_RECORDS FOR PROCESSING:_
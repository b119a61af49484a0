//! # models::order
//!
//! Order-side vocabulary shared by venues, the router and positions:
//! [`OrderSide`], [`OrderType`], [`VenueKind`] and [`OrderHandle`].

use chrono::{DateTime, Utc};
use serde::{Deserialize, Serialize};

// ─── OrderSide ────────────────────────────────────────────────────────────────

#[derive(Debug, Clone, Copy, PartialEq, Eq, Serialize, Deserialize)]
#[serde(rename_all = "SCREAMING_SNAKE_CASE")]
pub enum OrderSide {
    Buy,
    Sell,
}

impl OrderSide {
    pub fn as_str(&self) -> &'static str {
        match self {
            OrderSide::Buy  => "BUY",
            OrderSide::Sell => "SELL",
        }
    }
}

impl std::fmt::Display for OrderSide {
    fn fmt(&self, f: &mut std::fmt::Formatter<'_>) -> std::fmt::Result {
        f.write_str(self.as_str())
    }
}

// ─── OrderType ────────────────────────────────────────────────────────────────

#[derive(Debug, Clone, Copy, PartialEq, Eq, Serialize, Deserialize)]
#[serde(rename_all = "SCREAMING_SNAKE_CASE")]
pub enum OrderType {
    Market,
    Stop,
}

impl OrderType {
    pub fn as_str(&self) -> &'static str {
        match self {
            OrderType::Market => "MARKET",
            OrderType::Stop   => "STOP",
        }
    }
}

// ─── VenueKind ────────────────────────────────────────────────────────────────

/// Where an order was sent.  Registration order in the router is
/// Paper → Live, which is also the order fill prices are read in.
#[derive(Debug, Clone, Copy, PartialEq, Eq, Hash, Serialize, Deserialize)]
#[serde(rename_all = "SCREAMING_SNAKE_CASE")]
pub enum VenueKind {
    Paper,
    Live,
}

impl VenueKind {
    pub fn as_str(&self) -> &'static str {
        match self {
            VenueKind::Paper => "PAPER",
            VenueKind::Live  => "LIVE",
        }
    }
}

impl std::fmt::Display for VenueKind {
    fn fmt(&self, f: &mut std::fmt::Formatter<'_>) -> std::fmt::Result {
        f.write_str(self.as_str())
    }
}

// ─── OrderHandle ──────────────────────────────────────────────────────────────

/// A venue's acknowledgement of one order.
///
/// A logical action sent to two venues yields two handles; positions keep all
/// of them so cancels can be routed back to the venue that owns each order.
#[derive(Debug, Clone, PartialEq, Serialize, Deserialize)]
pub struct OrderHandle {
    pub venue:        VenueKind,
    /// Venue-native order id (no prefix).
    pub order_id:     String,
    pub side:         OrderSide,
    pub quantity:     u32,
    pub order_type:   OrderType,
    /// Trigger price for stop orders.
    pub stop_price:   Option<f64>,
    /// Fill price reported by the venue, if the order filled on submission.
    pub fill_price:   Option<f64>,
    pub submitted_at: DateTime<Utc>,
}

impl OrderHandle {
    /// Venue-prefixed id, e.g. `PAPER_1000` or `LIVE_8842`.
    pub fn display_id(&self) -> String {
        format!("{}_{}", self.venue.as_str(), self.order_id)
    }
}

/// Joins handle ids the way they are shown in logs: `PAPER_1000,LIVE_8842`.
pub fn join_ids(handles: &[OrderHandle]) -> String {
    handles
        .iter()
        .map(OrderHandle::display_id)
        .collect::<Vec<_>>()
        .join(",")
}
#[cfg(test)]
mod tests {
    use std::time::Duration;

    use chrono::Utc;

    use super::*;
    use crate::config::SizeMapping;
    use crate::models::{OrderSide, OrderType, PositionStatus, TradeStatus, VenueKind};
    use crate::risk::{RiskConfig, RiskManager};
    use crate::store::InMemorySnapshotStore;
    use crate::venues::testing::ScriptedVenue;
    use crate::venues::VenueError;

    struct Rig {
        paper:    Arc<ScriptedVenue>,
        live:     Arc<ScriptedVenue>,
        risk:     Arc<RiskManager>,
        store:    Arc<InMemorySnapshotStore>,
        executor: TradeExecutor,
    }

    fn rig_with(risk: RiskConfig, live_enabled: bool, timeout: Duration) -> Rig {
        let paper = Arc::new(ScriptedVenue::new(VenueKind::Paper, 6326.0));
        let live  = Arc::new(ScriptedVenue::new(VenueKind::Live, 6326.5));
        let router = Arc::new(
            OrderRouter::new(timeout)
                .with_venue(paper.clone(), true)
                .with_venue(live.clone(), live_enabled),
        );
        let risk  = Arc::new(RiskManager::new(risk));
        let store = Arc::new(InMemorySnapshotStore::new());
        let trading = TradingConfig {
            size_mapping: SizeMapping::new([("A", 3), ("B", 2), ("C", 1)]),
            tick_value:   1.25,
            auto_trading: true,
            ..TradingConfig::default()
        };
        let engine = EngineConfig {
            // ticks are driven by hand
            monitor_interval: Duration::from_secs(3600),
            shutdown_grace:   Duration::from_secs(1),
            ..EngineConfig::default()
        };
        let executor = TradeExecutor::new(
            router,
            risk.clone(),
            store.clone(),
            EventBus::new(),
            &trading,
            engine,
        );
        Rig { paper, live, risk, store, executor }
    }

    fn rig() -> Rig {
        rig_with(RiskConfig::default(), false, Duration::from_secs(1))
    }

    fn alert(id: u64, size: &str) -> Alert {
        Alert {
            alert_id:  id,
            source_id: "test".into(),
            price:     6326.0,
            stop:      6316.0,
            target1:   6333.0,
            target2:   6338.0,
            size:      size.into(),
            timestamp: Utc::now(),
        }
    }

    #[tokio::test]
    async fn test_accepted_alert_is_filled_and_monitored() {
        let rig = rig();
        let mut rx = rig.executor.events().subscribe();

        assert!(rig.executor.execute_alert(&alert(1, "A")).await);

        let active = rig.executor.active_positions().await;
        assert_eq!(active.len(), 1);
        let pos = &active[0];
        assert_eq!(pos.trade_status, TradeStatus::EntryFilled);
        assert_eq!(pos.entry_fill_price, Some(6326.0));
        assert_eq!(pos.full_quantity, 3);
        assert_eq!(pos.orders.stop.len(), 1);
        assert_eq!(rig.executor.daily_trade_count().await, 1);
        assert!(rig.executor.is_monitoring().await);

        let statuses: Vec<_> = rig.store.history(pos.id).await.iter().map(|p| p.trade_status).collect();
        assert_eq!(
            statuses,
            vec![TradeStatus::Pending, TradeStatus::EntrySubmitted, TradeStatus::EntryFilled]
        );

        let stop = rig.paper.placed().await.into_iter().find(|o| o.order_type == OrderType::Stop).unwrap();
        assert_eq!((stop.side, stop.quantity, stop.stop_price), (OrderSide::Sell, 3, Some(6316.0)));

        assert!(rx.recv().await.unwrap().contains("\"ENTRY_SUBMITTED\""));
        assert!(rx.recv().await.unwrap().contains("\"ENTRY_FILLED\""));
        rig.executor.shutdown().await;
    }

    #[tokio::test]
    async fn test_scenario_d_daily_trade_limit() {
        let risk = RiskConfig { max_trades_per_day: 1, max_position_size: 10, ..RiskConfig::default() };
        let rig = rig_with(risk, false, Duration::from_secs(1));
        assert!(rig.executor.execute_alert(&alert(1, "A")).await);
        let before = rig.executor.active_positions().await;
        let mut rx = rig.executor.events().subscribe();

        assert!(!rig.executor.execute_alert(&alert(2, "A")).await);

        assert_eq!(rig.executor.active_positions().await, before);
        assert_eq!(rig.executor.daily_trade_count().await, 1);
        assert_eq!(rig.paper.market_orders(OrderSide::Buy).await, vec![3]);
        let event = rx.recv().await.unwrap();
        assert!(event.contains("RISK_BLOCKED") && event.contains("Daily trade limit reached: 1/1"), "{event}");
        rig.executor.shutdown().await;
    }

    #[tokio::test]
    async fn test_scenario_c_live_timeout_on_entry() {
        let rig = rig_with(RiskConfig::default(), true, Duration::from_millis(50));
        rig.live.set_delay(Duration::from_millis(500)).await;
        let mut rx = rig.executor.events().subscribe();

        assert!(rig.executor.execute_alert(&alert(1, "A")).await);

        let pos = rig.executor.active_positions().await.remove(0);
        assert_eq!(pos.orders.entry.len(), 1);
        assert_eq!(pos.orders.entry[0].venue, VenueKind::Paper);
        assert_eq!(pos.entry_fill_price, Some(6326.0));

        let history = rig.store.history(pos.id).await;
        let submitted = history.iter().find(|p| p.trade_status == TradeStatus::EntrySubmitted).unwrap();
        assert_eq!(submitted.orders.entry.len(), 1);

        let mut degraded = false;
        while let Ok(event) = rx.try_recv() {
            degraded |= event.contains("VENUE_DEGRADED") && event.contains("LIVE");
        }
        assert!(degraded);
        rig.executor.shutdown().await;
    }

    #[tokio::test]
    async fn test_auto_trading_off_ignores_alert() {
        let rig = rig();
        rig.executor.set_auto_trading(false);

        assert!(!rig.executor.execute_alert(&alert(1, "A")).await);
        assert!(rig.paper.placed().await.is_empty());
        assert!(rig.executor.active_positions().await.is_empty());
    }

    #[tokio::test]
    async fn test_entry_failure_is_error_and_counted() {
        let rig = rig();
        rig.paper.fail_next(VenueError::MarketClosed).await;

        assert!(!rig.executor.execute_alert(&alert(1, "A")).await);
        assert!(rig.executor.active_positions().await.is_empty());
        assert_eq!(rig.executor.daily_trade_count().await, 0);
        assert_eq!(rig.risk.status().await.consecutive_failures, 1);
        assert!(!rig.executor.is_monitoring().await);
    }

    #[tokio::test]
    async fn test_low_balance_blocks_entry() {
        let rig = rig();
        let mut rx = rig.executor.events().subscribe();
        rig.paper.set_balance(400.0).await;

        assert!(!rig.executor.execute_alert(&alert(1, "A")).await);
        assert!(rig.paper.placed().await.is_empty());
        let blocked = rx.recv().await.unwrap();
        assert!(blocked.contains("RISK_BLOCKED"), "{blocked}");
        assert!(blocked.contains("Insufficient account balance: $400.00"), "{blocked}");
    }

    #[tokio::test]
    async fn test_repeated_entry_failures_trip_kill_switch() {
        let rig = rig();
        rig.paper.fail_always(VenueError::Unreachable("bridge down".into())).await;

        for id in 1..=3 {
            assert!(!rig.executor.execute_alert(&alert(id, "C")).await);
        }
        assert_eq!(rig.risk.status().await.consecutive_failures, 3);

        // venue back, but the next check trips the switch
        rig.paper.recover().await;
        assert!(!rig.executor.execute_alert(&alert(4, "C")).await);
        assert!(rig.risk.status().await.is_killed);
        assert!(rig.paper.placed().await.is_empty());

        rig.risk.rearm().await;
        assert!(rig.executor.execute_alert(&alert(5, "C")).await);
        assert_eq!(rig.executor.daily_trade_count().await, 1);
        rig.executor.shutdown().await;
    }

    #[tokio::test]
    async fn test_lifecycle_through_executor() {
        let rig = rig();
        assert!(rig.executor.execute_alert(&alert(1, "A")).await);

        rig.paper.set_price(6333.0).await;
        rig.executor.monitor().run_tick().await;
        assert!((rig.executor.daily_pnl().await - 8.75).abs() < 1e-9);

        let pos = rig.executor.active_positions().await.remove(0);
        assert_eq!(pos.position_status, PositionStatus::Half);

        rig.paper.set_price(6338.0).await;
        rig.executor.monitor().run_tick().await;
        assert!(rig.executor.active_positions().await.is_empty());
        assert!((rig.executor.daily_pnl().await - 38.75).abs() < 1e-9);
        rig.executor.shutdown().await;
    }

    #[tokio::test]
    async fn test_headroom_counts_open_positions() {
        let rig = rig();
        assert!(rig.executor.execute_alert(&alert(1, "A")).await);
        // 3 open + 3 requested > 5
        assert!(!rig.executor.execute_alert(&alert(2, "A")).await);
        // 3 open + 2 requested fits
        assert!(rig.executor.execute_alert(&alert(3, "B")).await);
        assert_eq!(rig.executor.active_positions().await.len(), 2);
        rig.executor.shutdown().await;
    }

    #[tokio::test]
    async fn test_shutdown_stops_monitor_and_keeps_positions() {
        let rig = rig();
        assert!(rig.executor.execute_alert(&alert(1, "A")).await);
        assert!(rig.executor.is_monitoring().await);

        assert!(rig.executor.shutdown().await);
        assert!(!rig.executor.is_monitoring().await);
        assert_eq!(rig.executor.active_positions().await.len(), 1);
        assert!(!rig.executor.execute_alert(&alert(2, "B")).await);
    }

    #[tokio::test]
    async fn test_initialize_recovers_monitored_positions() {
        let rig = rig();
        let mut running = TradePosition::from_alert(&alert(1, "A"), 3);
        running.trade_status     = TradeStatus::Target1Hit;
        running.position_status  = PositionStatus::Half;
        running.current_quantity = 2;
        running.entry_fill_price = Some(6326.0);
        let mut pending = TradePosition::from_alert(&alert(2, "A"), 3);
        pending.trade_status = TradeStatus::EntrySubmitted;
        rig.store.record(&running).await.unwrap();
        rig.store.record(&pending).await.unwrap();

        assert_eq!(rig.executor.initialize().await.unwrap(), 1);
        let active = rig.executor.active_positions().await;
        assert_eq!(active.len(), 1);
        assert_eq!(active[0].id, running.id);
        assert!(rig.executor.is_monitoring().await);
        rig.executor.shutdown().await;
    }

    #[tokio::test]
    async fn test_initialize_restores_daily_counters() {
        let rig = rig_with(
            RiskConfig { max_trades_per_day: 2, ..RiskConfig::default() },
            false,
            Duration::from_secs(1),
        );
        let now = Utc::now();

        let mut stopped = TradePosition::from_alert(&alert(1, "A"), 3);
        stopped.trade_status       = TradeStatus::StoppedOut;
        stopped.position_status    = PositionStatus::Closed;
        stopped.current_quantity   = 0;
        stopped.entry_submitted_at = Some(now);
        stopped.closed_at          = Some(now);
        stopped.realized_pnl       = -60.0;

        let mut open = TradePosition::from_alert(&alert(2, "A"), 3);
        open.trade_status       = TradeStatus::Target1Hit;
        open.position_status    = PositionStatus::Half;
        open.current_quantity   = 2;
        open.entry_fill_price   = Some(6326.0);
        open.entry_submitted_at = Some(now);
        open.realized_pnl       = 8.75;

        // entry rejected everywhere: not a trade
        let mut failed = TradePosition::from_alert(&alert(3, "A"), 3);
        failed.trade_status = TradeStatus::Error;
        failed.closed_at    = Some(now);

        for pos in [&stopped, &open, &failed] {
            rig.store.record(pos).await.unwrap();
        }

        assert_eq!(rig.executor.initialize().await.unwrap(), 1);
        assert_eq!(rig.executor.daily_trade_count().await, 2);
        assert!((rig.executor.daily_pnl().await - (-60.0 + 8.75)).abs() < 1e-9);

        // the cap still holds across the restart
        assert!(!rig.executor.execute_alert(&alert(4, "A")).await);
        assert!(rig.paper.placed().await.is_empty());
        rig.executor.shutdown().await;
    }
}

_AIM OF THE EXERCISE:_ Filter the entries above and return only the lines holding "TradeStatus".

_FINISHED EXERCISE:_
    use crate::models::{OrderSide, OrderType, PositionStatus, TradeStatus, VenueKind};
        assert_eq!(pos.trade_status, TradeStatus::EntryFilled);
            vec![TradeStatus::Pending, TradeStatus::EntrySubmitted, TradeStatus::EntryFilled]
        let submitted = history.iter().find(|p| p.trade_status == TradeStatus::EntrySubmitted).unwrap();
        running.trade_status     = TradeStatus::Target1Hit;
        pending.trade_status = TradeStatus::EntrySubmitted;
        stopped.trade_status       = TradeStatus::StoppedOut;
        open.trade_status       = TradeStatus::Target1Hit;
        failed.trade_status = TradeStatus::Error;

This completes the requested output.